▸ TASK BRIEF
Please report every line in the material below where the word "format" is found.

▸ SOURCE DATA

// ✅ Validator - invariant checks on FBA and mapped records
//
// Every rule is checked independently so one row can collect several issues.
// Withdrawn amounts are never subject to the numeric rules.

use crate::aggregation::AggregatedFlow;
use crate::error::{FlowsaError, Result};
use crate::flow::{FlowRecord, SectorFlow};
use crate::location::LocationSystem;
use crate::units::UnitTable;
use serde::{Deserialize, Serialize};
use std::collections::BTreeMap;
use tracing::{info, warn};

// ============================================================================
// MODE + RULES
// ============================================================================

/// What happens to rows that violate a critical rule
#[derive(Debug, Clone, Copy, PartialEq, Eq, Serialize, Deserialize)]
#[serde(rename_all = "snake_case")]
pub enum ValidationMode {
    /// Abort the batch with a `Validation` error
    Strict,
    /// Keep every row, report the offenders
    Permissive,
    /// Remove offending rows, record each removal
    PermissiveDrop,
}

impl Default for ValidationMode {
    fn default() -> Self {
        ValidationMode::Strict
    }
}

#[derive(Debug, Clone, Copy, PartialEq, Eq, Hash, PartialOrd, Ord, Serialize, Deserialize)]
#[serde(rename_all = "snake_case")]
pub enum Rule {
    NegativeAmount,
    NonFiniteAmount,
    MissingUnit,
    UnknownUnit,
    InvalidLocation,
    UnknownLocationSystem,
    MissingActivity,
    MissingSector,
    QualityScoreOutOfRange,
}

impl Rule {
    pub fn as_str(&self) -> &'static str {
        match self {
            Rule::NegativeAmount => "negative_amount",
            Rule::NonFiniteAmount => "non_finite_amount",
            Rule::MissingUnit => "missing_unit",
            Rule::UnknownUnit => "unknown_unit",
            Rule::InvalidLocation => "invalid_location",
            Rule::UnknownLocationSystem => "unknown_location_system",
            Rule::MissingActivity => "missing_activity",
            Rule::MissingSector => "missing_sector",
            Rule::QualityScoreOutOfRange => "quality_score_out_of_range",
        }
    }
}

#[derive(Debug, Clone, Copy, PartialEq, Eq, Serialize, Deserialize)]
pub enum Severity {
    Critical, // row violates an invariant
    Warning,  // row is questionable but usable
}

// ============================================================================
// REPORT
// ============================================================================

#[derive(Debug, Clone, PartialEq, Serialize, Deserialize)]
pub struct ValidationIssue {
    /// Position of the row in the validated batch
    pub row: usize,
    pub rule: Rule,
    pub field: String,
    pub message: String,
    pub severity: Severity,
}

impl ValidationIssue {
    fn critical(row: usize, rule: Rule, field: &str, message: String) -> Self {
        ValidationIssue {
            row,
            rule,
            field: field.to_string(),
            message,
            severity: Severity::Critical,
        }
    }

    fn warning(row: usize, rule: Rule, field: &str, message: String) -> Self {
        ValidationIssue {
            row,
            rule,
            field: field.to_string(),
            message,
            severity: Severity::Warning,
        }
    }
}

#[derive(Debug, Clone, PartialEq, Serialize, Deserialize)]
pub struct ValidationReport {
    pub mode: ValidationMode,
    pub total_rows: usize,
    pub issues: Vec<ValidationIssue>,
    /// Rows removed in `PermissiveDrop` mode, by original position
    pub dropped_rows: Vec<usize>,
}

impl ValidationReport {
    /// Rows with at least one critical issue, ascending
    pub fn offending_rows(&self) -> Vec<usize> {
        let mut rows: Vec<usize> = self
            .issues
            .iter()
            .filter(|i| i.severity == Severity::Critical)
            .map(|i| i.row)
            .collect();
        rows.sort_unstable();
        rows.dedup();
        rows
    }

    pub fn is_clean(&self) -> bool {
        self.issues.iter().all(|i| i.severity != Severity::Critical)
    }

    pub fn issues_for(&self, row: usize) -> Vec<&ValidationIssue> {
        self.issues.iter().filter(|i| i.row == row).collect()
    }

    pub fn count_by_rule(&self) -> BTreeMap<Rule, usize> {
        let mut counts = BTreeMap::new();
        for issue in &self.issues {
            *counts.entry(issue.rule).or_insert(0) += 1;
        }
        counts
    }

    pub fn summary(&self) -> String {
        format!(
            "Rows: {}, Issues: {} ({} offending rows), Dropped: {}",
            self.total_rows,
            self.issues.len(),
            self.offending_rows().len(),
            self.dropped_rows.len()
        )
    }
}

/// Records that made it through validation, plus what was found
#[derive(Debug, Clone, PartialEq)]
pub struct Validated<T> {
    pub records: Vec<T>,
    pub report: ValidationReport,
}

// ============================================================================
// VALIDATOR
// ============================================================================

pub struct Validator {
    mode: ValidationMode,
    allow_negative: bool,
    require_sectors: bool,
    units: UnitTable,
}

impl Validator {
    pub fn new(mode: ValidationMode) -> Self {
        Validator {
            mode,
            allow_negative: false,
            require_sectors: false,
            units: UnitTable::new(),
        }
    }

    /// Builder: accept negative amounts (net flows)
    pub fn allow_negative(mut self, allow: bool) -> Self {
        self.allow_negative = allow;
        self
    }

    /// Builder: mapped records must carry a sector
    pub fn require_sectors(mut self, require: bool) -> Self {
        self.require_sectors = require;
        self
    }

    pub fn with_units(mut self, units: UnitTable) -> Self {
        self.units = units;
        self
    }

    pub fn validate(&self, records: &[FlowRecord]) -> Result<Validated<FlowRecord>> {
        let mut issues = Vec::new();
        for (row, record) in records.iter().enumerate() {
            self.check_flow(row, record, &mut issues);
        }
        self.finish(records, issues, |r| r)
    }

    pub fn validate_mapped(&self, records: &[SectorFlow]) -> Result<Validated<SectorFlow>> {
        let mut issues = Vec::new();
        for (row, record) in records.iter().enumerate() {
            self.check_flow(row, &record.flow, &mut issues);
            if self.require_sectors && record.sector().is_none() {
                issues.push(ValidationIssue::critical(
                    row,
                    Rule::MissingSector,
                    "Sector",
                    format!(
                        "no sector for activity {:?}",
                        record.flow.primary_activity().unwrap_or_default()
                    ),
                ));
            }
        }
        self.finish(records, issues, |r| &r.flow)
    }

    fn check_flow(&self, row: usize, record: &FlowRecord, issues: &mut Vec<ValidationIssue>) {
        if let Some(amount) = record.flow_amount.value() {
            if !amount.is_finite() {
                issues.push(ValidationIssue::critical(
                    row,
                    Rule::NonFiniteAmount,
                    "FlowAmount",
                    format!("amount {} is not finite", amount),
                ));
            } else if amount < 0.0 && !self.allow_negative {
                issues.push(ValidationIssue::critical(
                    row,
                    Rule::NegativeAmount,
                    "FlowAmount",
                    format!("negative amount {}", amount),
                ));
            }
        }

        if record.unit.trim().is_empty() {
            issues.push(ValidationIssue::critical(
                row,
                Rule::MissingUnit,
                "Unit",
                "unit is empty".to_string(),
            ));
        } else if !self.units.is_known(&record.unit) {
            issues.push(ValidationIssue::critical(
                row,
                Rule::UnknownUnit,
                "Unit",
                format!("unit {:?} is not recognized", record.unit),
            ));
        }

        match LocationSystem::parse(&record.location_system) {
            None => issues.push(ValidationIssue::critical(
                row,
                Rule::UnknownLocationSystem,
                "LocationSystem",
                format!("unknown location system {:?}", record.location_system),
            )),
            Some(system) if !system.is_valid_code(&record.location) => {
                issues.push(ValidationIssue::critical(
                    row,
                    Rule::InvalidLocation,
                    "Location",
                    format!("{:?} is not a {} code", record.location, system),
                ))
            }
            Some(_) => {}
        }

        if !record.has_activity() {
            issues.push(ValidationIssue::critical(
                row,
                Rule::MissingActivity,
                "ActivityProducedBy",
                "neither ActivityProducedBy nor ActivityConsumedBy is populated".to_string(),
            ));
        }

        for (field, score) in [
            ("DataReliability", record.data_reliability),
            ("DataCollection", record.data_collection),
        ] {
            if let Some(s) = score {
                if !(1..=5).contains(&s) {
                    issues.push(ValidationIssue::warning(
                        row,
                        Rule::QualityScoreOutOfRange,
                        field,
                        format!("score {} outside 1-5", s),
                    ));
                }
            }
        }
    }

    fn finish<T: Clone>(
        &self,
        records: &[T],
        issues: Vec<ValidationIssue>,
        flow_of: impl Fn(&T) -> &FlowRecord,
    ) -> Result<Validated<T>> {
        let mut report = ValidationReport {
            mode: self.mode,
            total_rows: records.len(),
            issues,
            dropped_rows: Vec::new(),
        };

        let offending = report.offending_rows();
        let (dataset, year) = records
            .first()
            .map(|r| {
                let flow = flow_of(r);
                (flow.source_name.clone(), flow.year)
            })
            .unwrap_or_default();

        if offending.is_empty() {
            info!(dataset = %dataset, year, rows = records.len(), "validation passed");
            return Ok(Validated {
                records: records.to_vec(),
                report,
            });
        }

        match self.mode {
            ValidationMode::Strict => Err(FlowsaError::Validation {
                dataset,
                year,
                report: Box::new(report),
            }),
            ValidationMode::Permissive => {
                warn!(
                    dataset = %dataset,
                    year,
                    offending = offending.len(),
                    "rows violate invariants, keeping them flagged"
                );
                Ok(Validated {
                    records: records.to_vec(),
                    report,
                })
            }
            ValidationMode::PermissiveDrop => {
                let kept = records
                    .iter()
                    .enumerate()
                    .filter(|(i, _)| offending.binary_search(i).is_err())
                    .map(|(_, r)| r.clone())
                    .collect();
                warn!(
                    dataset = %dataset,
                    year,
                    dropped = offending.len(),
                    "dropped rows that violate invariants"
                );
                report.dropped_rows = offending;
                Ok(Validated {
                    records: kept,
                    report,
                })
            }
        }
    }
}

impl Default for Validator {
    fn default() -> Self {
        Self::new(ValidationMode::default())
    }
}

// ============================================================================
// FLOW-BY-SECTOR CHECKS
// ============================================================================

/// Aggregated rows with a negative summed amount
pub fn check_negative_amounts(flows: &[AggregatedFlow]) -> Vec<ValidationIssue> {
    flows
        .iter()
        .enumerate()
        .filter_map(|(row, f)| {
            let amount = f.flow_amount.value()?;
            (amount < 0.0).then(|| {
                ValidationIssue::warning(
                    row,
                    Rule::NegativeAmount,
                    "FlowAmount",
                    format!("aggregated amount {} is negative", amount),
                )
            })
        })
        .collect()
}

/// Aggregated rows that carry no sector at all
pub fn check_null_sectors(flows: &[AggregatedFlow]) -> Vec<ValidationIssue> {
    flows
        .iter()
        .enumerate()
        .filter(|(_, f)| !f.has_sector())
        .map(|(row, f)| {
            ValidationIssue::warning(
                row,
                Rule::MissingSector,
                "Sector",
                format!(
                    "{} {} has no sector",
                    f.flow_name.as_deref().unwrap_or_default(),
                    f.location.as_deref().unwrap_or_default()
                ),
            )
        })
        .collect()
}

▸ RESULT FOR THIS TASK
        format!(
                    format!(
                    format!("amount {} is not finite", amount),
                    format!("negative amount {}", amount),
                format!("unit {:?} is not recognized", record.unit),
                format!("unknown location system {:?}", record.location_system),
                    format!("{:?} is not a {} code", record.location, system),
                        format!("score {} outside 1-5", s),
                    format!("aggregated amount {} is negative", amount),
                format!(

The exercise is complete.